Objective. The COVID-19 is considered to be a highly contagious pathogen. Since December 2019, an orthocoronavirinae virus has caused pneumonia identified as a new type of respiratory infection. This respiratory syndrome has quickly spread to all countries around the world to the point where WHO has declared it pandemic. To date, the source of this virus is not well known, especially since there are no standards for its diagnosis and treatment. Several factors are involved in the spread of the disease. This study tries to make a contribution to the analysis of its spread and the people likely to be affected. Also, the immune response of patients differs from one patient to another, which makes analysis very complex by classical mathematical techniques. As long as the several uncertainties persist to date concerning it, we propose to analyze the relevant factors using fuzzy logic. As this logic takes into account the imprecise and the uncertain, we consider that its application in this area proves to be adequate.
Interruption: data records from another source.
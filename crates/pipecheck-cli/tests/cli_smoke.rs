use serde_json::Value;
use std::ffi::OsStr;
use std::fs;
use std::io::Write;
use std::path::{Path, PathBuf};
use std::process::{Command, Output, Stdio};
use std::time::{SystemTime, UNIX_EPOCH};

struct TempDirGuard {
    path: PathBuf,
}

impl TempDirGuard {
    fn new(prefix: &str) -> Self {
        let unique = SystemTime::now()
            .duration_since(UNIX_EPOCH)
            .expect("clock should be after unix epoch")
            .as_nanos();
        let path = std::env::temp_dir().join(format!(
            "pipecheck-cli-{prefix}-{}-{unique}",
            std::process::id()
        ));
        fs::create_dir_all(&path).expect("temp dir should be created");
        Self { path }
    }

    fn path(&self) -> &Path {
        &self.path
    }
}

impl Drop for TempDirGuard {
    fn drop(&mut self) {
        let _ = fs::remove_dir_all(&self.path);
    }
}

fn command(cwd: &Path) -> Command {
    let mut command = Command::new(env!("CARGO_BIN_EXE_pipecheck"));
    command
        .current_dir(cwd)
        .env_remove("DCC_PORTAL_URL")
        .env_remove("RUST_LOG");
    command
}

fn run_pipecheck<I, S>(cwd: &Path, args: I) -> Output
where
    I: IntoIterator<Item = S>,
    S: AsRef<OsStr>,
{
    command(cwd)
        .args(args)
        .output()
        .expect("pipecheck command should execute")
}

fn run_pipecheck_with_stdin<I, S>(cwd: &Path, args: I, stdin: &str) -> Output
where
    I: IntoIterator<Item = S>,
    S: AsRef<OsStr>,
{
    let mut child = command(cwd)
        .args(args)
        .stdin(Stdio::piped())
        .stdout(Stdio::piped())
        .stderr(Stdio::piped())
        .spawn()
        .expect("pipecheck command should spawn");
    child
        .stdin
        .take()
        .expect("stdin should be piped")
        .write_all(stdin.as_bytes())
        .expect("stdin should accept input");
    child
        .wait_with_output()
        .expect("pipecheck command should finish")
}

fn assert_success(output: &Output) {
    if !output.status.success() {
        panic!(
            "command failed with status {:?}\nstdout:\n{}\nstderr:\n{}",
            output.status.code(),
            String::from_utf8_lossy(&output.stdout),
            String::from_utf8_lossy(&output.stderr),
        );
    }
}

fn assert_exit_code(output: &Output, code: i32) {
    if output.status.code() != Some(code) {
        panic!(
            "expected exit code {code}, got {:?}\nstdout:\n{}\nstderr:\n{}",
            output.status.code(),
            String::from_utf8_lossy(&output.stdout),
            String::from_utf8_lossy(&output.stderr),
        );
    }
}

fn stdout_text(output: &Output) -> String {
    String::from_utf8_lossy(&output.stdout).into_owned()
}

fn parse_json_stdout(output: &Output) -> Value {
    serde_json::from_slice::<Value>(&output.stdout).unwrap_or_else(|e| {
        panic!(
            "expected valid JSON stdout, got error: {e}\nstdout:\n{}",
            String::from_utf8_lossy(&output.stdout)
        )
    })
}

/// Copy the named scenario bundles from the kernel's fixture vectors into a
/// fresh record directory.
fn fixture_dir(tmp: &TempDirGuard, scenarios: &[&str]) -> PathBuf {
    let kernel_fixtures =
        PathBuf::from(env!("CARGO_MANIFEST_DIR")).join("../pipecheck-kernel/tests/fixtures");
    let dir = tmp.path().join("records");
    fs::create_dir_all(&dir).expect("records dir should be created");
    for scenario in scenarios {
        fs::copy(
            kernel_fixtures.join(scenario).join("case.json"),
            dir.join(format!("{scenario}.json")),
        )
        .unwrap_or_else(|e| panic!("failed to copy scenario {scenario}: {e}"));
    }
    dir
}

#[test]
fn check_writes_patch_files_for_compliant_experiment() {
    let tmp = TempDirGuard::new("check-compliant");
    let records = fixture_dir(&tmp, &["tf_two_replicates_compliant"]);
    let out = tmp.path().join("out");

    let output = run_pipecheck(
        tmp.path(),
        [
            OsStr::new("check"),
            OsStr::new("chip-seq"),
            OsStr::new("ENCSR001AAA"),
            OsStr::new("--fixtures"),
            records.as_os_str(),
            OsStr::new("--out-dir"),
            out.as_os_str(),
        ],
    );
    assert_success(&output);

    let stdout = stdout_text(&output);
    assert!(stdout.contains("ENCSR001AAA\trelease ready\tENCAN001AAA"), "{stdout}");
    assert_eq!(
        fs::read_to_string(out.join("releasedPatch.txt")).unwrap(),
        "ENCSR001AAA\n"
    );
    assert_eq!(
        fs::read_to_string(out.join("internalStatusPatch.txt")).unwrap(),
        "record_id\tinternal_status\nENCSR001AAA\trelease ready\n"
    );
    assert_eq!(
        fs::read_to_string(out.join("analysisStatusPatch.txt")).unwrap(),
        "record_id\tstatus\n"
    );
}

#[test]
fn check_json_reports_failures_and_honors_fail_flag() {
    let tmp = TempDirGuard::new("check-json");
    let records = fixture_dir(
        &tmp,
        &[
            "tf_missing_idr_thresholded_peaks",
            "ranking_prefers_newer_pipeline_version",
        ],
    );

    let output = run_pipecheck(
        tmp.path(),
        [
            OsStr::new("check"),
            OsStr::new("chip-seq"),
            OsStr::new("ENCSR001BBB"),
            OsStr::new("ENCSR001DDD"),
            OsStr::new("ENCSR404XXX"),
            OsStr::new("--fixtures"),
            records.as_os_str(),
            OsStr::new("--out-dir"),
            tmp.path().as_os_str(),
            OsStr::new("--ticket"),
            OsStr::new("DCC-42"),
            OsStr::new("--fail-on-discrepancy"),
            OsStr::new("--json"),
        ],
    );
    assert_exit_code(&output, 1);

    let payload = parse_json_stdout(&output);
    assert_eq!(payload["summary"]["release_ready"], 1);
    assert_eq!(payload["summary"]["not_compliant"], 1);
    assert_eq!(payload["summary"]["failed"], 1);

    let outcomes = payload["outcomes"].as_array().expect("outcomes array");
    assert_eq!(outcomes[0]["disposition"], "not compliant");
    assert_eq!(
        outcomes[0]["report"]["discrepancies"][0]["class"],
        "wrong_file_output_type_map"
    );
    assert_eq!(outcomes[2]["evaluation"], "failed");
    assert_eq!(outcomes[2]["class"], "source.not_found");

    assert_eq!(
        fs::read_to_string(tmp.path().join("DCC-42_analysisStatusPatch.txt")).unwrap(),
        "record_id\tstatus\nENCAN001DDD\tarchived\nENCAN003DDD\tarchived\n"
    );
    assert_eq!(
        fs::read_to_string(tmp.path().join("DCC-42_releasedPatch.txt")).unwrap(),
        "ENCSR001DDD\n"
    );
}

#[test]
fn check_reads_accessions_from_stdin() {
    let tmp = TempDirGuard::new("check-stdin");
    let records = fixture_dir(&tmp, &["control_with_preferred_default"]);

    let output = run_pipecheck_with_stdin(
        tmp.path(),
        [
            OsStr::new("check"),
            OsStr::new("chip-seq"),
            OsStr::new("--fixtures"),
            records.as_os_str(),
        ],
        "\nENCSR001CCC\n",
    );
    assert_success(&output);

    let stdout = stdout_text(&output);
    assert!(
        stdout.contains("Control experiment has preferred default by mistake"),
        "{stdout}"
    );
    assert_eq!(
        fs::read_to_string(tmp.path().join("releasedPatch.txt")).unwrap(),
        ""
    );
}

#[test]
fn config_file_enables_fail_on_discrepancy() {
    let tmp = TempDirGuard::new("check-config");
    let records = fixture_dir(&tmp, &["no_qualifying_analysis"]);
    fs::write(
        tmp.path().join("pipecheck.toml"),
        "[run]\nfail_on_discrepancy = true\nout_dir = \"patches\"\n",
    )
    .unwrap();

    let output = run_pipecheck(
        tmp.path(),
        [
            OsStr::new("check"),
            OsStr::new("chip-seq"),
            OsStr::new("ENCSR001EEE"),
            OsStr::new("--fixtures"),
            records.as_os_str(),
        ],
    );
    assert_exit_code(&output, 1);
    assert!(stdout_text(&output).contains("No qualifying analysis found"));
    assert!(tmp.path().join("patches/releasedPatch.txt").is_file());
}

#[test]
fn setup_errors_exit_with_code_two() {
    let tmp = TempDirGuard::new("setup-errors");

    let unknown_assay = run_pipecheck(tmp.path(), ["check", "hi-c", "ENCSR000AAA"]);
    assert_exit_code(&unknown_assay, 2);
    assert!(String::from_utf8_lossy(&unknown_assay.stderr).contains("error: unknown assay"));

    let missing_fixtures = run_pipecheck(
        tmp.path(),
        ["check", "chip-seq", "ENCSR000AAA", "--fixtures", "does-not-exist"],
    );
    assert_exit_code(&missing_fixtures, 2);

    fs::write(tmp.path().join("bad.toml"), "[portal]\nretries = \"many\"\n").unwrap();
    let bad_config = run_pipecheck(tmp.path(), ["--config", "bad.toml", "expect", "wgbs", "--replicates", "1"]);
    assert_exit_code(&bad_config, 2);
}

#[test]
fn expect_rejects_out_of_range_replicate_counts() {
    let tmp = TempDirGuard::new("expect-range");

    for count in ["0", "65536", "18446744073709551615"] {
        let output = run_pipecheck(tmp.path(), ["expect", "chip-seq", "--replicates", count]);
        assert_exit_code(&output, 2);
    }

    let widest = run_pipecheck(
        tmp.path(),
        ["expect", "chip-seq", "--replicates", "65535", "--json"],
    );
    assert_success(&widest);
    let payload = parse_json_stdout(&widest);
    assert_eq!(payload["facts"]["rep_pair_count"], 2_147_385_345_u64);
}

#[test]
fn expect_prints_tf_chip_expectation() {
    let tmp = TempDirGuard::new("expect");

    let output = run_pipecheck(
        tmp.path(),
        ["expect", "chip-seq", "--replicates", "2", "--json"],
    );
    assert_success(&output);
    let payload = parse_json_stdout(&output);
    let outputs = &payload["expectation"]["outputs"];
    assert_eq!(outputs["IDR ranked peaks"], 4);
    assert_eq!(outputs["IDR thresholded peaks"], 6);
    assert_eq!(outputs["conservative IDR thresholded peaks"], 2);
    assert_eq!(payload["facts"]["rep_pair_count"], 1);
    assert_eq!(payload["expectation"]["preferred"]["rule"], "required");

    let control = run_pipecheck(
        tmp.path(),
        ["expect", "chip-seq", "--replicates", "2", "--control"],
    );
    assert_success(&control);
    let stdout = stdout_text(&control);
    assert!(stdout.contains("    alignments: 2"), "{stdout}");
    assert!(stdout.contains("Preferred defaults: forbidden"), "{stdout}");
    assert!(!stdout.contains("IDR"), "{stdout}");
}

#[test]
fn rank_shows_canonical_archival_and_skipped() {
    let tmp = TempDirGuard::new("rank");
    let records = fixture_dir(&tmp, &["ranking_prefers_newer_pipeline_version"]);

    let output = run_pipecheck(
        tmp.path(),
        [
            OsStr::new("rank"),
            OsStr::new("chip-seq"),
            OsStr::new("ENCSR001DDD"),
            OsStr::new("--fixtures"),
            records.as_os_str(),
            OsStr::new("--json"),
        ],
    );
    assert_success(&output);

    let payload = parse_json_stdout(&output);
    assert_eq!(payload["ranking"]["policy"], "multi_key");
    assert_eq!(payload["ranking"]["canonical"]["accession"], "ENCAN002DDD");
    assert_eq!(
        payload["ranking"]["archival"],
        serde_json::json!(["ENCAN001DDD", "ENCAN003DDD"])
    );
    assert_eq!(payload["ranking"]["skipped"], serde_json::json!(["ENCAN004DDD"]));
    assert_eq!(payload["ranking"]["inactive"], serde_json::json!(["ENCAN005DDD"]));
}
Methods. Based on the factors reported in different studies concerning this disease established to date as well as the characteristics of the people affected, we have established a fuzzy logic analysis system. The input variables of the system represent the age of the affected patients, their comorbidity (ie sub-adjacent diseases, the confinement degree, the screening policy and the availability of control means) and the output variable expresses the disease rate.
Results. By doing so, the uncertainties linked to the very nature of the individuals affected, the uncertainties and imprecision inherent in ignorance of the disease and its mechanisms are thus compensated. Once the rule base has been established from actual cases recorded, it becomes possible to predict the degree of certainty of the COVID-19 infringement.
Conclusion. Several unknowns still persist as to the origin of the virus, its mechanism, its spread and the lack of a vaccine and even less treatment, the WHO declared it a pandemic. This study takes up certain factors recorded and reported by previous studies to give a preventive analysis. The application of a fuzzy system overcomes these inaccuracies. The proposed system remains extensible to other factors not supported in this study and which may prove to be relevant over time.